Quantitative Measures Of the QUALITY of Financial Reporting.

AuthorMoriarty, George B.
PositionStatistical Data Included

High-quality financial reporting is a cornerstone of the United States capital markets. In fact most observers agree that the U.S. enjoys the greatest system of raising and allocating capital in the world. Both in terms of the system's cost efficiency and returns to shareholders, our markets are unmatched in history.

Over the last 20 years, equity returns to shareholders have averaged 15.7 percent per year. The total value of equity invested in U.S. stock markets grew to $16.09 trillion in 2000, from $1.45 trillion in 1980. In the last five years alone, the value of the U.S. equity markets has increased by $7.14 trillion.

These gains have come despite increasing criticism over the quality of financial reporting during the past five years, often after a specific financial reporting failure becomes known and receives wide and dramatic media coverage.
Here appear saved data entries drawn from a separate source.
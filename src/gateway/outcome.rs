//! Rejections and backend failures mapped to client responses.

use std::time::Duration;

use axum::{
    http::{header, HeaderValue, Method, StatusCode},
    response::{IntoResponse, Response},
    Json,
};
use serde_json::json;

use super::forward::ForwardError;
use crate::security::rate_limit::RateLimitRejection;

#[derive(Debug, thiserror::Error)]
pub enum GatewayError {
    #[error("no route for {method} {path}")]
    NotFound { method: Method, path: String },

    #[error("authentication required")]
    Unauthorized,

    #[error("request body exceeds {limit} bytes")]
    PayloadTooLarge { limit: usize },

    #[error("rate limit '{}' exceeded", .0.policy)]
    RateLimited(RateLimitRejection),

    #[error("service '{service}' is unavailable (circuit open)")]
    CircuitOpen {
        service: String,
        retry_after: Option<Duration>,
    },

    #[error(transparent)]
    Backend(#[from] ForwardError),
}

impl GatewayError {
    pub fn status(&self) -> StatusCode {
        match self {
            GatewayError::NotFound { .. } => StatusCode::NOT_FOUND,
            GatewayError::Unauthorized => StatusCode::UNAUTHORIZED,
            GatewayError::PayloadTooLarge { .. } => StatusCode::PAYLOAD_TOO_LARGE,
            GatewayError::RateLimited(_) => StatusCode::TOO_MANY_REQUESTS,
            GatewayError::CircuitOpen { .. } => StatusCode::SERVICE_UNAVAILABLE,
            GatewayError::Backend(ForwardError::Timeout(_)) => StatusCode::GATEWAY_TIMEOUT,
            GatewayError::Backend(ForwardError::Upstream(_)) => StatusCode::BAD_GATEWAY,
            GatewayError::Backend(ForwardError::InvalidRequest(_)) => {
                StatusCode::INTERNAL_SERVER_ERROR
            }
        }
    }

    /// Hint for the `Retry-After` header, rounded up to whole seconds.
    pub fn retry_after(&self) -> Option<Duration> {
        match self {
            GatewayError::RateLimited(rejection) => rejection.retry_after,
            GatewayError::CircuitOpen { retry_after, .. } => *retry_after,
            _ => None,
        }
    }
}

fn retry_after_secs(wait: Duration) -> u64 {
    let secs = wait.as_secs();
    if wait.subsec_nanos() > 0 {
        secs + 1
    } else {
        secs.max(1)
    }
}

impl IntoResponse for GatewayError {
    fn into_response(self) -> Response {
        let status = self.status();
        let body = Json(json!({
            "error": self.to_string(),
            "status": status.as_u16(),
        }));

        let mut response = (status, body).into_response();
        if let Some(wait) = self.retry_after() {
            response.headers_mut().insert(
                header::RETRY_AFTER,
                HeaderValue::from(retry_after_secs(wait)),
            );
        }
        response
    }
}
//! Service endpoint model.

use std::collections::BTreeMap;
use std::time::{Duration, SystemTime, UNIX_EPOCH};

use serde::Serialize;
use url::Url;

use crate::config::schema::{default_health_path, CircuitBreakerSettings, ServiceConfig};
use crate::config::validation::{validate_breaker_settings, validate_service, ValidationError};
use crate::health::state::HealthStatus;

/// A registered backend service.
#[derive(Debug, Clone, PartialEq)]
pub struct ServiceEndpoint {
    pub name: String,
    pub url: Url,
    /// Per-call timeout for probes and forwarded requests.
    pub timeout: Duration,
    pub health_path: String,
    pub headers: BTreeMap<String, String>,
    pub enabled: bool,
    pub status: HealthStatus,
    pub last_checked: Option<SystemTime>,
    pub latency: Option<Duration>,
    /// Breaker override; the gateway default applies when `None`.
    pub circuit_breaker: Option<CircuitBreakerSettings>,
}

impl ServiceEndpoint {
    /// Create an enabled endpoint with default health path and no headers.
    pub fn new(name: impl Into<String>, url: &str, timeout: Duration) -> Result<Self, ValidationError> {
        let name = name.into();
        let url = Url::parse(url).map_err(|e| ValidationError::InvalidService {
            name: name.clone(),
            reason: format!("invalid url: {}", e),
        })?;

        Ok(Self {
            name,
            url,
            timeout,
            health_path: default_health_path(),
            headers: BTreeMap::new(),
            enabled: true,
            status: HealthStatus::Unknown,
            last_checked: None,
            latency: None,
            circuit_breaker: None,
        })
    }

    pub fn from_config(config: &ServiceConfig) -> Result<Self, ValidationError> {
        let url = validate_service(config)?;
        Ok(Self {
            name: config.name.clone(),
            url,
            timeout: Duration::from_millis(config.timeout_ms),
            health_path: config.health_path.clone(),
            headers: config.headers.clone(),
            enabled: config.enabled,
            status: HealthStatus::Unknown,
            last_checked: None,
            latency: None,
            circuit_breaker: config.circuit_breaker,
        })
    }

    pub fn with_health_path(mut self, path: impl Into<String>) -> Self {
        self.health_path = path.into();
        self
    }

    pub fn with_header(mut self, name: impl Into<String>, value: impl Into<String>) -> Self {
        self.headers.insert(name.into(), value.into());
        self
    }

    pub fn with_enabled(mut self, enabled: bool) -> Self {
        self.enabled = enabled;
        self
    }

    /// Registration-time checks on fields callers may have set directly.
    pub(crate) fn validate(&self) -> Result<(), ValidationError> {
        let invalid = |reason: &str| ValidationError::InvalidService {
            name: self.name.clone(),
            reason: reason.to_string(),
        };

        if self.name.trim().is_empty() {
            return Err(invalid("name must not be empty"));
        }
        if self.url.scheme() != "http" && self.url.scheme() != "https" {
            return Err(invalid("url scheme must be http or https"));
        }
        if self.url.host_str().is_none() {
            return Err(invalid("url has no host"));
        }
        if self.timeout.is_zero() {
            return Err(invalid("timeout must be greater than 0"));
        }
        if let Some(settings) = &self.circuit_breaker {
            validate_breaker_settings(&self.name, settings)?;
        }
        Ok(())
    }

    /// Apply registration defaults: health path and unknown status.
    pub(crate) fn normalize(&mut self) {
        let path = self.health_path.trim();
        self.health_path = if path.is_empty() {
            default_health_path()
        } else if path.starts_with('/') {
            path.to_string()
        } else {
            format!("/{}", path)
        };
        self.status = HealthStatus::Unknown;
        self.last_checked = None;
        self.latency = None;
    }

    /// Join the base URL with an absolute path (and optional query).
    pub fn target_url(&self, path_and_query: &str) -> String {
        format!("{}{}", self.url.as_str().trim_end_matches('/'), path_and_query)
    }

    pub fn health_url(&self) -> String {
        self.target_url(&self.health_path)
    }

    pub fn is_healthy(&self) -> bool {
        self.enabled && self.status.is_healthy()
    }

    /// Serializable view for introspection.
    pub fn info(&self) -> ServiceInfo {
        ServiceInfo {
            name: self.name.clone(),
            url: self.url.to_string(),
            status: self.status,
            enabled: self.enabled,
            last_checked: self
                .last_checked
                .and_then(|t| t.duration_since(UNIX_EPOCH).ok())
                .map(|d| d.as_millis() as u64),
            latency_ms: self.latency.map(|d| d.as_millis() as u64),
        }
    }
}

/// Introspection view of a service.
#[derive(Debug, Clone, Serialize, PartialEq)]
pub struct ServiceInfo {
    pub name: String,
    pub url: String,
    pub status: HealthStatus,
    pub enabled: bool,
    /// Unix epoch milliseconds of the last probe.
    pub last_checked: Option<u64>,
    pub latency_ms: Option<u64>,
}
While the individual cases are important to study, the systemic implications and calls for regulation have been imputed without any accompanying context as to the depth of the problem or the effect of restatements on market value.

Recognizing the need to measure and quantify the problem, the FEI Research Foundation partnered with Min Wu, a Ph.D candidate at New York University's Stern School of Business, on a project entitled "Quantitative Measures of the Quality of Financial Reporting." The goal of the project was to identify quantifiable metrics that can track the absolute and relative quality of financial reporting over time.

This research produced two measurable metrics for the years 1977 to 2000:

* The number of announced financial reporting restatements.

* Market value losses associated with restatements as a percentage of the total market value of equity securities.

Methodology

To measure the number of restatements, Wu searched the Dow Jones Interactive and Lexis-Nexis information services, using keyword searches on variations of the word "restatement." She reviewed all results from each case before it was added to the database. Cases stemmed from irregularities or errors that led the company to restate voluntarily or comply with an external auditor's findings, as well as restatements forced by the Securities and Exchange Commission. She excluded instances of accounting methodology changes, stock splits, dividends, inflation accounting and discontinued operations.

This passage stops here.